Neues Buntglasfenster = „PFINGSTEN“ = in der Stiftskirche

Am 7. November '05 unternahmen besonders Interessierte und den Werdegang dieses Fensters bisher Begleitende einen Kurzausflug nach Scheuring in die dortige Glasmalerei um die letzte Etappe seiner Entstehung gleichsam ins Rollen zu bringen. Zuerst bekamen wir eine überaus fachkundige Einführung rund um alles, was mit Buntglas und Glasmalerei, Bleiglasfassung, Auf- und Einbrennen von Farbe, Struktur des zu verwendenden Glases – geblasen und nicht industriell hergestellt! – transparent, lichtdurchlässig, Auflicht und Streulicht zu tun hat.

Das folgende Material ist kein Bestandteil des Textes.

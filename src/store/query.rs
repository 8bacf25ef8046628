//! Symbolic identifiers for every statement the store runs.
//!
//! Statements are prepared lazily through the connection's statement cache,
//! keyed by the SQL text returned from [`Query::sql`].

use rusqlite::{CachedStatement, Connection};

macro_rules! feed_cols {
    () => {
        "id, name, url, homepage, refresh_interval, refresh_timestamp, active"
    };
}

macro_rules! item_cols {
    () => {
        "i.id, i.feed_id, i.link, i.title, i.description, i.timestamp, i.read, i.rating, i.prefetch"
    };
}

macro_rules! tag_cols {
    () => {
        "t.id, t.name, t.description, t.parent, t.level, t.full_name"
    };
}

macro_rules! later_cols {
    () => {
        "id, item_id, note, timestamp, deadline, read"
    };
}

#[derive(Debug, Clone, Copy, PartialEq, Eq, Hash)]
pub enum Query {
    FeedAdd,
    FeedGetAll,
    FeedGetDue,
    FeedGetById,
    FeedSetActive,
    FeedSetTimestamp,
    FeedDelete,
    FeedModify,
    ItemAdd,
    ItemGetRecent,
    ItemGetRated,
    ItemGetById,
    ItemGetByUrl,
    ItemGetByFeed,
    ItemGetAll,
    ItemGetFts,
    ItemGetSearchExtended,
    ItemGetByTag,
    ItemGetByTagRecursive,
    ItemGetContent,
    ItemGetPrefetch,
    ItemGetTotalCount,
    ItemGetTagged,
    ItemRatingSet,
    ItemRatingClear,
    ItemPrefetchSet,
    ItemHasDuplicate,
    ItemMarkRead,
    TagCreate,
    TagDelete,
    TagGetAll,
    TagGetById,
    TagGetByName,
    TagGetChildren,
    TagGetChildrenImmediate,
    TagGetRoots,
    TagGetByItem,
    TagNameUpdate,
    TagDescriptionUpdate,
    TagParentSet,
    TagParentClear,
    TagLinkAdd,
    TagLinkDelete,
    ReadLaterAdd,
    ReadLaterGetByItem,
    ReadLaterGetAll,
    ReadLaterGetUnread,
    ReadLaterMarkRead,
    ReadLaterDelete,
    ReadLaterSetDeadline,
    ReadLaterSetNote,
    ClusterCreate,
    ClusterDelete,
    ClusterLinkAdd,
    ClusterLinkDelete,
    ClusterGetById,
    ClusterGetByItem,
    ClusterGetItems,
    ClusterGetAll,
    FtsClear,
    FtsPopulate,
}

impl Query {
    /// Upper bound for the per-connection statement cache.
    pub const COUNT: usize = 64;

    pub fn sql(self) -> &'static str {
        match self {
            Query::FeedAdd => {
                "INSERT INTO feed (name, url, homepage, refresh_interval, refresh_timestamp, active)
                 VALUES (?1, ?2, ?3, ?4, ?5, ?6)"
            }
            Query::FeedGetAll => concat!("SELECT ", feed_cols!(), " FROM feed ORDER BY name, id"),
            Query::FeedGetDue => concat!(
                "SELECT ",
                feed_cols!(),
                " FROM feed WHERE active = 1 AND refresh_timestamp + refresh_interval <= ?1 ORDER BY id"
            ),
            Query::FeedGetById => concat!("SELECT ", feed_cols!(), " FROM feed WHERE id = ?1"),
            Query::FeedSetActive => "UPDATE feed SET active = ?2 WHERE id = ?1",
            Query::FeedSetTimestamp => "UPDATE feed SET refresh_timestamp = ?2 WHERE id = ?1",
            Query::FeedDelete => "DELETE FROM feed WHERE id = ?1",
            Query::FeedModify => {
                "UPDATE feed SET name = ?2, url = ?3, homepage = ?4, refresh_interval = ?5 WHERE id = ?1"
            }
            Query::ItemAdd => {
                "INSERT INTO item (feed_id, link, title, description, timestamp, read, rating, prefetch)
                 VALUES (?1, ?2, ?3, ?4, ?5, ?6, ?7, ?8)"
            }
            Query::ItemGetRecent => concat!(
                "SELECT ",
                item_cols!(),
                " FROM item i ORDER BY i.timestamp DESC, i.id DESC LIMIT ?1"
            ),
            Query::ItemGetRated => concat!(
                "SELECT ",
                item_cols!(),
                " FROM item i WHERE i.rating IS NOT NULL ORDER BY i.id"
            ),
            Query::ItemGetById => concat!("SELECT ", item_cols!(), " FROM item i WHERE i.id = ?1"),
            Query::ItemGetByUrl => concat!("SELECT ", item_cols!(), " FROM item i WHERE i.link = ?1"),
            Query::ItemGetByFeed => concat!(
                "SELECT ",
                item_cols!(),
                " FROM item i WHERE i.feed_id = ?1 ORDER BY i.timestamp DESC, i.id DESC LIMIT ?2"
            ),
            Query::ItemGetAll => concat!(
                "SELECT ",
                item_cols!(),
                " FROM item i ORDER BY i.timestamp DESC, i.id DESC LIMIT ?1 OFFSET ?2"
            ),
            Query::ItemGetFts => concat!(
                "SELECT ",
                item_cols!(),
                " FROM item_index JOIN item i ON item_index.link = i.link
                 WHERE item_index MATCH ?1
                 ORDER BY i.timestamp DESC, i.id DESC"
            ),
            Query::ItemGetSearchExtended => concat!(
                "SELECT ",
                item_cols!(),
                " FROM item_index JOIN item i ON item_index.link = i.link
                 WHERE item_index MATCH ?1 AND i.timestamp > ?2 AND i.timestamp < ?3
                 ORDER BY i.timestamp DESC, i.id DESC"
            ),
            Query::ItemGetByTag => concat!(
                "SELECT ",
                item_cols!(),
                " FROM item i JOIN tag_link l ON l.item_id = i.id
                 WHERE l.tag_id = ?1
                 ORDER BY i.timestamp DESC, i.id DESC"
            ),
            Query::ItemGetByTagRecursive => concat!(
                "WITH RECURSIVE subtree (id) AS (
                     SELECT ?1
                     UNION ALL
                     SELECT t.id FROM tag t JOIN subtree s ON t.parent = s.id
                 )
                 SELECT DISTINCT ",
                item_cols!(),
                " FROM item i JOIN tag_link l ON l.item_id = i.id
                 WHERE l.tag_id IN (SELECT id FROM subtree)
                 ORDER BY i.timestamp DESC, i.id DESC"
            ),
            Query::ItemGetContent => "SELECT description FROM item WHERE id = ?1",
            Query::ItemGetPrefetch => concat!(
                "SELECT ",
                item_cols!(),
                " FROM item i WHERE i.prefetch = 0 ORDER BY i.timestamp, i.id LIMIT ?1"
            ),
            Query::ItemGetTotalCount => "SELECT COUNT(id) FROM item",
            Query::ItemGetTagged => concat!(
                "SELECT ",
                item_cols!(),
                " FROM item i
                 WHERE EXISTS (SELECT 1 FROM tag_link l WHERE l.item_id = i.id)
                 ORDER BY i.id"
            ),
            Query::ItemRatingSet => "UPDATE item SET rating = ?2 WHERE id = ?1",
            Query::ItemRatingClear => "UPDATE item SET rating = NULL WHERE id = ?1",
            Query::ItemPrefetchSet => "UPDATE item SET description = ?2, prefetch = 1 WHERE id = ?1",
            Query::ItemHasDuplicate => {
                "SELECT COUNT(id) FROM item WHERE link = ?1 OR (feed_id = ?2 AND title = ?3)"
            }
            Query::ItemMarkRead => "UPDATE item SET read = ?2 WHERE id = ?1",
            Query::TagCreate => "INSERT INTO tag (name, description, parent) VALUES (?1, ?2, ?3)",
            Query::TagDelete => "DELETE FROM tag WHERE id = ?1",
            Query::TagGetAll => concat!("SELECT ", tag_cols!(), " FROM tag_sorted t ORDER BY t.full_name"),
            Query::TagGetById => concat!("SELECT ", tag_cols!(), " FROM tag_sorted t WHERE t.id = ?1"),
            Query::TagGetByName => concat!("SELECT ", tag_cols!(), " FROM tag_sorted t WHERE t.name = ?1"),
            Query::TagGetChildren => concat!(
                "WITH RECURSIVE descendants (id) AS (
                     SELECT id FROM tag WHERE parent = ?1
                     UNION ALL
                     SELECT c.id FROM tag c JOIN descendants d ON c.parent = d.id
                 )
                 SELECT ",
                tag_cols!(),
                " FROM tag_sorted t WHERE t.id IN (SELECT id FROM descendants) ORDER BY t.full_name"
            ),
            Query::TagGetChildrenImmediate => concat!(
                "SELECT ",
                tag_cols!(),
                " FROM tag_sorted t WHERE t.parent = ?1 ORDER BY t.name"
            ),
            Query::TagGetRoots => concat!(
                "SELECT ",
                tag_cols!(),
                " FROM tag_sorted t WHERE t.parent IS NULL ORDER BY t.name"
            ),
            Query::TagGetByItem => concat!(
                "SELECT ",
                tag_cols!(),
                " FROM tag_sorted t JOIN tag_link l ON l.tag_id = t.id
                 WHERE l.item_id = ?1
                 ORDER BY t.full_name"
            ),
            Query::TagNameUpdate => "UPDATE tag SET name = ?2 WHERE id = ?1",
            Query::TagDescriptionUpdate => "UPDATE tag SET description = ?2 WHERE id = ?1",
            Query::TagParentSet => "UPDATE tag SET parent = ?2 WHERE id = ?1",
            Query::TagParentClear => "UPDATE tag SET parent = NULL WHERE id = ?1",
            Query::TagLinkAdd => "INSERT INTO tag_link (tag_id, item_id) VALUES (?1, ?2)",
            Query::TagLinkDelete => "DELETE FROM tag_link WHERE tag_id = ?1 AND item_id = ?2",
            Query::ReadLaterAdd => {
                "INSERT INTO read_later (item_id, note, timestamp, deadline) VALUES (?1, ?2, ?3, ?4)"
            }
            Query::ReadLaterGetByItem => {
                concat!("SELECT ", later_cols!(), " FROM read_later WHERE item_id = ?1")
            }
            Query::ReadLaterGetAll => concat!(
                "SELECT ",
                later_cols!(),
                " FROM read_later ORDER BY COALESCE(deadline, timestamp), id"
            ),
            Query::ReadLaterGetUnread => concat!(
                "SELECT ",
                later_cols!(),
                " FROM read_later WHERE read = 0 ORDER BY COALESCE(deadline, timestamp), id"
            ),
            Query::ReadLaterMarkRead => "UPDATE read_later SET read = ?2 WHERE id = ?1",
            Query::ReadLaterDelete => "DELETE FROM read_later WHERE id = ?1",
            Query::ReadLaterSetDeadline => "UPDATE read_later SET deadline = ?2 WHERE id = ?1",
            Query::ReadLaterSetNote => "UPDATE read_later SET note = ?2 WHERE id = ?1",
            Query::ClusterCreate => {
                "INSERT INTO cluster (name, description, timestamp) VALUES (?1, ?2, ?3)"
            }
            Query::ClusterDelete => "DELETE FROM cluster WHERE id = ?1",
            Query::ClusterLinkAdd => "INSERT INTO cluster_link (cluster_id, item_id) VALUES (?1, ?2)",
            Query::ClusterLinkDelete => {
                "DELETE FROM cluster_link WHERE cluster_id = ?1 AND item_id = ?2"
            }
            Query::ClusterGetById => {
                "SELECT id, name, description, timestamp FROM cluster WHERE id = ?1"
            }
            Query::ClusterGetByItem => {
                "SELECT c.id, c.name, c.description, c.timestamp
                 FROM cluster c JOIN cluster_link l ON l.cluster_id = c.id
                 WHERE l.item_id = ?1
                 ORDER BY c.name"
            }
            Query::ClusterGetItems => concat!(
                "SELECT ",
                item_cols!(),
                " FROM item i JOIN cluster_link l ON l.item_id = i.id
                 WHERE l.cluster_id = ?1
                 ORDER BY i.timestamp DESC, i.id DESC"
            ),
            Query::ClusterGetAll => "SELECT id, name, description, timestamp FROM cluster ORDER BY name",
            Query::FtsClear => "DELETE FROM item_index",
            Query::FtsPopulate => {
                "INSERT INTO item_index (link, body) SELECT link, title || ' ' || description FROM item"
            }
        }
    }

    pub fn prepare(self, conn: &Connection) -> rusqlite::Result<CachedStatement<'_>> {
        conn.prepare_cached(self.sql())
    }
}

Dann standen wir vor der Vorlage des Fensters in Originalgröße und ließen uns vom Augsburger Künstler Helmut Ulrich (der auch die Fenster in der Michaeliskirche gestaltet hat!) seinen Aufbau und farbliche Gestaltung erklären. Wichtig war dem Künstler vor allem, dass es sich in die „Landschaft“ der schon vorhandenen Buntglasfenster harmonisch einfügt und nicht als Fremdkörper empfunden wird, auch wenn es rund 100 Jahre jünger als die andern ist.
Im Folgenden nun eine kurze Beschreibung dessen, was dann - wahrscheinlich März 2006 – zu sehen und zu bestaunen sein wird: (am besten vorstellbar, wenn Ihnen die vorhandenen Fenster in ihrer Struktur und Gestaltung nicht unbekannt sind)
Der obere Teil umschließt kleine Bilder: zentral  die Taube als Symbol des Heiligen Geistes, der zu Pfingsten ausgegossen wurde, darunter die Wirkungsfelder des Schöpfergeistes = die 4 Elemente: Erde (braun), Wasser (blau), Feuer (rot) und Luft (helles weiß) und in einem kleinen Feld die Erdkugel, wie sie aus dem Weltall zu sehen ist.
Anschließend folgt – den anderen Fenstern gleich – das Wappen der Partnerstadt Morhange und das der Evang. - Luth. Kirche Kongos, beide als Bildsymbole der Versöhnung zwischen ehemaligen Feinden und der neuen Verbundenheit mit christlichen Geschwistern in der weiten Welt, was sehr wohl auch als Wirkung des Heiligen Geistes gesehen werden darf.
Von der Taube ausgehend zieht sich ein heller Streifen dann etwa bis zur Mitte des Bildes auf einen Altar hin, an dem eine Abendmahlsgemeinschaft zu erkennen ist, die zwiefaches ausdrücken möchte: die Ausgießung des Heiligen Geistes auf die Jünger und das stets sich neu Ereignen dieses Gottesgeschenkes, sooft sich Gläubige am Tisch des Herrn versammeln.
Im unteres Teil ist dann eine ganze Menschenmenge zu erkennen, die, vom Abendmahlstisch her kommend be-„geistert“  auseinanderstrebt = hinausgesandt „in alle Welt“ = das Evangelium allen Menschen zu bringen, was ohne Heiligen Geist gar nicht möglich wäre, gemäß auch der Erklärung des 3.Glaubensartikels im Kleinen Katechismus Martin Luthers, nachzulesen im Gesangbuch Seite 905.
Freuen wir uns / freuen Sie sich auf die wohl gewisslich große Bereicherung unserer Gemeinde und Stiftskirche durch dieses Bild. Und da wir bei der oben erwähnten Einführung in die Technik der Glasmalerei auch etwas davon mitbekommen haben, wie wenig im Gelingen der Farben dann letztendlich in Menschenhand liegt, darf ruhig auch darum gebetet werden, dass alles wohl gerate, uns zur Freude und Gott zu Lob und Dank.